Hôpital de Morlaix. Débrayage et dialogue de sourds

Trois semaines après la dernière mobilisation, au cours de laquelle des barrages filtrants avaient été organisés sur les ronds-points saint-martinois, les agents du Centre hospitalier ont de nouveau appelé au débrayage, hier matin. Emmenés par l’intersyndicale CFDT-CGT-Sud Santé, une soixantaine d’entre eux ont barré, dès 6 h 45, l’accès des voitures, côté bâtiments administratifs, par la rue de Kersaint-Gilly.

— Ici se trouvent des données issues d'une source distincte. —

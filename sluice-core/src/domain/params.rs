//! Run parameter types
//!
//! `RunParameters` is built once per run by merging the asset's string
//! parameters over the connection's static defaults. It is never mutated
//! afterwards; workspace-derived values are applied when the submission
//! request is built.

use std::collections::HashMap;
use std::time::Duration;

use serde::{Deserialize, Serialize};
use thiserror::Error;
use tracing::warn;

use crate::ObjectUri;
use crate::duration::parse_duration;

/// Recognised keys of the per-asset parameter map
pub mod keys {
    pub const ENTRYPOINT: &str = "entrypoint";
    pub const CONFIG: &str = "config";
    pub const LOGS: &str = "logs";
    pub const TIMEOUT: &str = "timeout";
    pub const ARGS: &str = "args";
}

/// Errors raised while resolving run parameters
#[derive(Debug, Error, Clone, PartialEq, Eq)]
pub enum ParameterError {
    #[error("invalid duration '{value}': {reason}")]
    InvalidDuration { value: String, reason: String },

    #[error("invalid object URI {0}")]
    InvalidUri(String),

    #[error("missing required parameter: {0}")]
    Missing(&'static str),
}

/// Static, per-connection defaults
#[derive(Debug, Clone, Default, PartialEq, Eq, Serialize, Deserialize)]
pub struct ConnectionDefaults {
    pub application_id: String,
    pub execution_role: String,
    pub region: String,
    /// Root URI under which run workspaces are staged
    pub workspace: Option<String>,
}

/// Fully resolved execution configuration for one run
#[derive(Debug, Clone, PartialEq, Eq)]
pub struct RunParameters {
    pub application_id: String,
    pub execution_role: String,
    pub entrypoint: String,
    pub args: Vec<String>,
    /// Free-form spark-submit parameters
    pub config: String,
    pub timeout: Option<Duration>,
    pub region: String,
    /// Explicit log destination, if the asset set one
    pub logs: Option<ObjectUri>,
    pub workspace: Option<ObjectUri>,
}

impl RunParameters {
    /// Merges asset parameters over connection defaults
    ///
    /// Blank values count as unset. An unparseable `timeout` is logged and
    /// dropped, leaving the run without a timeout; a malformed URI is an error.
    pub fn resolve(
        defaults: &ConnectionDefaults,
        params: &HashMap<String, String>,
    ) -> Result<Self, ParameterError> {
        let get = |key: &str| {
            params
                .get(key)
                .map(|value| value.trim())
                .filter(|value| !value.is_empty())
        };

        if defaults.application_id.trim().is_empty() {
            return Err(ParameterError::Missing("application_id"));
        }
        if defaults.execution_role.trim().is_empty() {
            return Err(ParameterError::Missing("execution_role"));
        }

        let timeout = get(keys::TIMEOUT).and_then(|raw| match parse_duration(raw) {
            Ok(timeout) => Some(timeout),
            Err(e) => {
                warn!("Ignoring timeout parameter: {}", e);
                None
            }
        });
        let logs = get(keys::LOGS).map(ObjectUri::parse).transpose()?;
        let workspace = defaults
            .workspace
            .as_deref()
            .map(str::trim)
            .filter(|value| !value.is_empty())
            .map(ObjectUri::parse)
            .transpose()?;

        let args = get(keys::ARGS)
            .map(|raw| raw.split_whitespace().map(str::to_string).collect())
            .unwrap_or_default();

        Ok(Self {
            application_id: defaults.application_id.trim().to_string(),
            execution_role: defaults.execution_role.trim().to_string(),
            entrypoint: get(keys::ENTRYPOINT).unwrap_or_default().to_string(),
            args,
            config: get(keys::CONFIG).unwrap_or_default().to_string(),
            timeout,
            region: defaults.region.trim().to_string(),
            logs,
            workspace,
        })
    }

    /// Timeout in whole minutes, truncating any remainder
    pub fn timeout_minutes(&self) -> Option<u64> {
        self.timeout.map(|timeout| timeout.as_secs() / 60)
    }
}
//! Log domain types

use std::fmt;

use serde::{Deserialize, Serialize};

/// Where a remote log line came from
#[derive(Debug, Clone, PartialEq, Eq, Hash, Serialize, Deserialize)]
pub struct LogSource {
    /// Producer of the output, e.g. `SPARK_DRIVER` or `SPARK_EXECUTOR/1`
    pub name: String,
    /// Stream identifier, e.g. `stdout` or `stderr`
    pub stream: String,
}

/// One line of remote log output
#[derive(Debug, Clone, PartialEq, Eq, Serialize, Deserialize)]
pub struct LogLine {
    pub source: LogSource,
    pub message: String,
}

impl LogLine {
    pub fn new(source: LogSource, message: impl Into<String>) -> Self {
        Self {
            source,
            message: message.into(),
        }
    }
}

impl fmt::Display for LogLine {
    fn fmt(&self, f: &mut fmt::Formatter<'_>) -> fmt::Result {
        write!(
            f,
            "{} | {} | {}",
            self.source.name, self.source.stream, self.message
        )
    }
}
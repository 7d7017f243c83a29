//! Sluice Core
//!
//! Core types shared by the sluice client and runner.
//!
//! This crate contains:
//! - Domain types: assets, run parameters, workspaces, run handles and attempts, log lines
//! - DTOs: wire shapes for the batch-compute control plane
//! - Small parsers for object URIs and duration strings

pub mod domain;
pub mod dto;
pub mod duration;
pub mod uri;

pub use domain::params::ParameterError;
pub use uri::ObjectUri;
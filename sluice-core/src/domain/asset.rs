//! Asset domain types

use std::path::PathBuf;

use serde::{Deserialize, Serialize};

/// The unit of work handed to the engine
///
/// Resolved by the caller from the pipeline definition. `staged` says whether
/// the entrypoint and its project tree must be uploaded to a run workspace
/// before submission (script assets) or whether the entrypoint already lives
/// in the object store.
#[derive(Debug, Clone, Serialize, Deserialize)]
pub struct Asset {
    pub name: String,
    pub entrypoint: PathBuf,
    pub staged: bool,
}

impl Asset {
    pub fn new(name: impl Into<String>, entrypoint: impl Into<PathBuf>, staged: bool) -> Self {
        Self {
            name: name.into(),
            entrypoint: entrypoint.into(),
            staged,
        }
    }

    /// File name of the entrypoint, if the path has one
    pub fn entrypoint_file_name(&self) -> Option<&str> {
        self.entrypoint.file_name().and_then(|name| name.to_str())
    }
}
//! Remote log consumers
//!
//! A consumer is picked once per run from the first resolvable destination:
//! an explicit log URI, the workspace's shared logs path, the application's
//! own monitoring configuration, or nothing at all.

mod noop;
mod object;

pub use noop::NoopLogConsumer;
pub use object::ObjectLogConsumer;

use std::sync::Arc;

use async_trait::async_trait;
use sluice_client::{ControlPlane, ObjectStore};
use sluice_core::ObjectUri;
use sluice_core::domain::log::LogLine;
use sluice_core::domain::params::RunParameters;
use sluice_core::domain::run::RunHandle;
use sluice_core::domain::workspace::Workspace;
use tracing::debug;

/// Incremental reader over a run's remote log output
#[async_trait]
pub trait LogConsumer: Send {
    /// Lines produced since the previous call
    ///
    /// Never returns a line twice and never fails; a source that does not
    /// exist yet just yields nothing.
    async fn next_batch(&mut self) -> Vec<LogLine>;

    /// Final read once the run is terminal
    ///
    /// Like [`LogConsumer::next_batch`], but also releases a trailing line
    /// still waiting for its newline.
    async fn drain(&mut self) -> Vec<LogLine> {
        self.next_batch().await
    }
}

/// Where a run's logs are read from
#[derive(Debug, Clone, PartialEq, Eq)]
pub enum LogDestination {
    /// Set through the asset's `logs` parameter
    Explicit(ObjectUri),
    /// Shared logs path of the staged workspace
    Workspace(ObjectUri),
    /// Monitoring destination configured on the application
    Application(ObjectUri),
    None,
}

impl LogDestination {
    /// Picks the destination in priority order
    ///
    /// The application lookup only happens when neither of the local
    /// candidates applies; a failed lookup means no logs.
    pub async fn resolve(
        params: &RunParameters,
        workspace: Option<&Workspace>,
        control_plane: &dyn ControlPlane,
        handle: &RunHandle,
    ) -> Self {
        if let Some(uri) = &params.logs {
            return LogDestination::Explicit(uri.clone());
        }
        if let Some(workspace) = workspace {
            return LogDestination::Workspace(workspace.logs.clone());
        }

        let application = match control_plane.get_application(&handle.application_id).await {
            Ok(application) => application,
            Err(e) => {
                debug!("Failed to look up application {}: {}", handle.application_id, e);
                return LogDestination::None;
            }
        };

        match application.default_log_uri().map(ObjectUri::parse) {
            Some(Ok(uri)) => LogDestination::Application(uri),
            Some(Err(e)) => {
                debug!("Ignoring application log destination: {}", e);
                LogDestination::None
            }
            None => LogDestination::None,
        }
    }

    pub fn uri(&self) -> Option<&ObjectUri> {
        match self {
            LogDestination::Explicit(uri)
            | LogDestination::Workspace(uri)
            | LogDestination::Application(uri) => Some(uri),
            LogDestination::None => None,
        }
    }
}

/// Creates the consumer matching `destination`
pub fn build_log_consumer(
    destination: &LogDestination,
    store: Arc<dyn ObjectStore>,
    handle: &RunHandle,
) -> Box<dyn LogConsumer> {
    match destination.uri() {
        Some(uri) => Box::new(ObjectLogConsumer::new(store, uri, handle)),
        None => Box::new(NoopLogConsumer),
    }
}
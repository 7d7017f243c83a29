//! Control-plane client
//!
//! Submits, lists, cancels and inspects runs on the managed batch-compute
//! service (EMR Serverless REST API).

use async_trait::async_trait;
use reqwest::{Client, Method, RequestBuilder};
use sluice_core::domain::run::{AttemptPage, RunHandle};
use sluice_core::dto::application::{Application, GetApplicationResponse};
use sluice_core::dto::job_run::{
    ListJobRunAttemptsResponse, StartJobRunRequest, StartJobRunResponse,
};
use tracing::debug;

use crate::error::Result;
use crate::signing::{AwsCredentials, Signer};
use crate::{handle_empty_response, handle_response};

const SERVICE: &str = "emr-serverless";

/// Operations the runner consumes from the control plane
#[async_trait]
pub trait ControlPlane: Send + Sync {
    /// Submits a new run
    ///
    /// # Arguments
    /// * `request` - The fully built submission request
    ///
    /// # Returns
    /// A handle identifying the submitted run
    async fn start_job_run(&self, request: &StartJobRunRequest) -> Result<RunHandle>;

    /// Lists the attempts backing a run, one page at a time
    ///
    /// # Arguments
    /// * `handle` - The run to inspect
    /// * `next_token` - Cursor returned by the previous page, if any
    async fn list_job_run_attempts(
        &self,
        handle: &RunHandle,
        next_token: Option<&str>,
    ) -> Result<AttemptPage>;

    /// Requests cancellation of a run
    async fn cancel_job_run(&self, handle: &RunHandle) -> Result<()>;

    /// Fetches application metadata, including its default monitoring destination
    async fn get_application(&self, application_id: &str) -> Result<Application>;
}

/// HTTP implementation of ControlPlane
#[derive(Debug, Clone)]
pub struct EmrServerlessClient {
    client: Client,
    endpoint: String,
    signer: Option<Signer>,
    region: String,
}

impl EmrServerlessClient {
    /// Creates a client for the regional endpoint
    ///
    /// # Arguments
    /// * `region` - Region hosting the application (e.g., "eu-west-1")
    pub fn new(region: impl Into<String>) -> Self {
        let region = region.into();
        Self {
            client: Client::new(),
            endpoint: format!("https://{}.{}.amazonaws.com", SERVICE, region),
            signer: None,
            region,
        }
    }

    /// Overrides the endpoint (e.g., a local emulator)
    pub fn with_endpoint(mut self, endpoint: impl Into<String>) -> Self {
        self.endpoint = endpoint.into().trim_end_matches('/').to_string();
        self
    }

    /// Signs every request with these credentials
    pub fn with_credentials(mut self, credentials: AwsCredentials) -> Self {
        self.signer = Some(Signer::new(credentials, self.region.clone(), SERVICE));
        self
    }

    /// Uses a custom HTTP client (timeouts, proxies, TLS settings)
    pub fn with_client(mut self, client: Client) -> Self {
        self.client = client;
        self
    }

    pub fn endpoint(&self) -> &str {
        &self.endpoint
    }

    fn url(&self, segments: &[&str]) -> String {
        let path: String = segments
            .iter()
            .map(|segment| format!("/{}", urlencoding::encode(segment)))
            .collect();
        format!("{}{}", self.endpoint, path)
    }

    async fn send(&self, builder: RequestBuilder) -> Result<reqwest::Response> {
        let mut request = builder.build()?;
        if let Some(signer) = &self.signer {
            signer.sign(&mut request)?;
        }

        debug!("{} {}", request.method(), request.url());
        Ok(self.client.execute(request).await?)
    }
}

#[async_trait]
impl ControlPlane for EmrServerlessClient {
    async fn start_job_run(&self, request: &StartJobRunRequest) -> Result<RunHandle> {
        let url = self.url(&["applications", &request.application_id, "jobruns"]);
        let body = serde_json::to_vec(request).map_err(|e| {
            crate::ClientError::InvalidRequest(format!("Failed to encode request: {}", e))
        })?;

        let response = self
            .send(
                self.client
                    .request(Method::POST, &url)
                    .header(reqwest::header::CONTENT_TYPE, "application/json")
                    .body(body),
            )
            .await?;

        let started: StartJobRunResponse = handle_response(response).await?;
        Ok(started.into())
    }

    async fn list_job_run_attempts(
        &self,
        handle: &RunHandle,
        next_token: Option<&str>,
    ) -> Result<AttemptPage> {
        let mut url = self.url(&[
            "applications",
            &handle.application_id,
            "jobruns",
            &handle.run_id,
            "attempts",
        ]);
        if let Some(token) = next_token {
            url = format!("{}?nextToken={}", url, urlencoding::encode(token));
        }

        let response = self.send(self.client.get(&url)).await?;
        let page: ListJobRunAttemptsResponse = handle_response(response).await?;
        Ok(page.into())
    }

    async fn cancel_job_run(&self, handle: &RunHandle) -> Result<()> {
        let url = self.url(&[
            "applications",
            &handle.application_id,
            "jobruns",
            &handle.run_id,
        ]);

        let response = self.send(self.client.delete(&url)).await?;
        handle_empty_response(response).await
    }

    async fn get_application(&self, application_id: &str) -> Result<Application> {
        let url = self.url(&["applications", application_id]);

        let response = self.send(self.client.get(&url)).await?;
        let app: GetApplicationResponse = handle_response(response).await?;
        Ok(app.application)
    }
}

Ils y sont restés jusqu’en fin de matinée, pour redire leur opposition au plan d’économies de la direction.

Moins de monde

La mobilisation, un peu décevante, aux dires mêmes des intéressés, n’a pas rendu possible le blocage de tous les accès. « Il faut marquer un grand coup, si l’on veut se faire davantage entendre. Regardez ce qui s’est passé au Centre Hospitalier Yves-Le-Foll, à Saint-Brieuc. Les perturbations ont été plus importantes, mais au final, certaines revendications ont été entendues », se sont redits les agents présents. À 11 h 45, le groupe a décidé de solliciter une rencontre avec la directrice du CHPM, Ariane Bénard. Qui les a reçus dans une salle, aux côtés du Directeur des ressources humaines, Olivier Bellec et du directeur des soins, Bernard Laurent.

La direction inflexible

Pendant une heure, les agents ont redit leurs inquiétudes sur les conséquences du plan d’économies, en termes de pression au travail et, au final, de qualité des soins. « Vous parlez de chiffres et de retour à l’équilibre. Mais quelle place laissez-vous au facteur humain dans vos opérations ? Le relationnel fait aussi partie du soin », a redit le groupe, chaque agent y allant de son expérience et de son service. Mais pas question pour Ariane Bénard de lâcher la ligne de conduite employée depuis le début des mouvements de grève, en avril dernier. « Certes, mon objectif reste de combler le déficit de 2,2 M€ de l’établissement. Mais là aussi, il en va de l’intérêt de tous », a martelé la direction face au groupe. Côté intersyndicale, on indiquait, dès la fin de la réunion, vouloir poursuivre la mobilisation. Si c’était le cas, Ariane Bénard, qui n’a pas manqué de noter « l’essoufflement du mouvement », prévient déjà, fataliste : « On s’adaptera ».

Source : Le Télégramme, 8 octobre 2015.